There were only two things for us to see this year at the Tokyo Auto Salon: the things that we're about to get here in America and the things that we'll never be able to get here in America. Turbo magazine once again hosted its annual Tokyo Auto Salon tour, which consisted of two busloads of Americans gallivanting upon Japanese soil in the name of fast cars and all things JDM.
The tour began with a day and a half at the Salon, where we roamed the aisles and halls in search of shiny aluminum and titanium pieces, stuff formed of carbon fiber, and products from companies like GReddy, Mugen, Spoon and Nismo that we'll likely never see back home. There was no shortage of what the Japanese domestic market had to offer. It was enough to put any honest enthusiast into a sort of frenzy at first, because scrambling to see everything strewn out and crammed alongside aisles became second nature. If you didn't know already that Japan had better access to parts, gear and cars that we can't get then you'd know it within five seconds of entering TAS. A fully reshaped, immaculately carbon-fiber bodied S2000 good for close to 900 hp? Yep. An insane, HKS top-mount, single T04Z turbo kit for the already impressive RB26? Uh huh. A sick, bolt-on Mugen supercharger for Honda's Fit? You bet. A twin-turbo, V-12 Supra from Top Secret? Of course. And that's just a sliver of the kick-ass JDM goodness that was TAS. If a car at the Salon wasn't flexing some sort of turbocharged madness and obese-sized front-mount intercooler, you better believe it had something else to attract attention to it, like trick individual throttle bodies, a fully gusseted and dimple-died rollcage, or a pie-cut exhaust system so meticulously fabricated it'll make some welders hesitate to even call themselves such. We scoped some new JDM parts, including downforce meters from ARC (that let you know whether or not that huge wing is doing anything), Mitsubishi EVO clutchless dog gear trannies you know you want, carbon LSD's, R-compound tires in almost every size, magnesium rims, and coilovers and mufflers for just about any kei car that can possibly roam Japan's highways. If the Tokyo Auto Salon sounds like the place you need to be next year, then keep your eyes peeled for Turbo's 2008 tour announcement. Sign up early. Spaces are limited.

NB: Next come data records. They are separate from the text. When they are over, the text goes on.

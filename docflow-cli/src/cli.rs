//! ABOUTME: Command-line surface for the pipeline: a thin wiring entry point, not the
//! ABOUTME: HTTP surface (§1 Out of scope) that owns uploads and job status endpoints

use clap::{Parser, Subcommand, ValueEnum};
use std::path::PathBuf;

/// Trace level for logging output, mirroring the RUST_LOG > --trace priority.
#[derive(Debug, Clone, Copy, PartialEq, Eq, ValueEnum)]
pub enum TraceLevel {
    Off,
    Error,
    Warn,
    Info,
    Debug,
    Trace,
}

impl From<TraceLevel> for tracing::Level {
    fn from(trace_level: TraceLevel) -> Self {
        match trace_level {
            TraceLevel::Off | TraceLevel::Error => tracing::Level::ERROR,
            TraceLevel::Warn => tracing::Level::WARN,
            TraceLevel::Info => tracing::Level::INFO,
            TraceLevel::Debug => tracing::Level::DEBUG,
            TraceLevel::Trace => tracing::Level::TRACE,
        }
    }
}

#[derive(Debug, Parser)]
#[command(name = "docflow", about = "Runs the document processing pipeline outside the HTTP surface")]
pub struct Cli {
    /// Path to a TOML config file layered over the built-in defaults.
    #[arg(long, global = true)]
    pub config: Option<PathBuf>,

    /// Verbosity when RUST_LOG is not set.
    #[arg(long, value_enum, default_value_t = TraceLevel::Warn, global = true)]
    pub trace: TraceLevel,

    /// Skip Postgres/HTTP collaborators and run entirely against in-memory
    /// fakes plus a local hash embedder. Useful for smoke-testing the
    /// orchestrator wiring without live dependencies.
    #[arg(long, global = true)]
    pub local: bool,

    #[command(subcommand)]
    pub command: Command,
}

#[derive(Debug, Subcommand)]
pub enum Command {
    /// Runs one document through ingestion, validation, persistence,
    /// classification, and vectorization, printing the finished job.
    ProcessDoc {
        /// URL or object-store reference the converter should fetch.
        #[arg(long)]
        source: String,

        #[arg(long)]
        user_id: String,

        #[arg(long)]
        filename: Option<String>,
    },

    /// Fetches and prints a previously created job by id.
    ShowJob {
        #[arg(long)]
        job_id: String,
    },
}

The Tokyo Auto Salon was only the first part of the tour. After two days at the show, tour attendees were directed to legendary Twin Ring Motegi racetrack, a couple of hours outside of Tokyo. Nitto Tires and Razo hosted a sort of drift experience, where everyone got a chance to hop in the passenger side of the drift car of their choice as one of several professional drivers-such as Pacific Drift car driver Daijiro Yoshihara, and JGTC driver Yasukichi Yamamoto-point, shot, slung and slid a couple of Nissan S13's across the track. There's nothing like slipping across the pavement sideways at death speeds no more than 12 inches away from the car next to you and having absolutely no control over things since you're in the wrong seat. More modest cars provided by Nitto and Razo were also handed to us to have our go at the track, but fell slightly short when compared to the previous 400hp SR20DET powered slingshots we couldn't drive. Many thanks to Nitto and Razo-now go buy some tires and a new shift knob.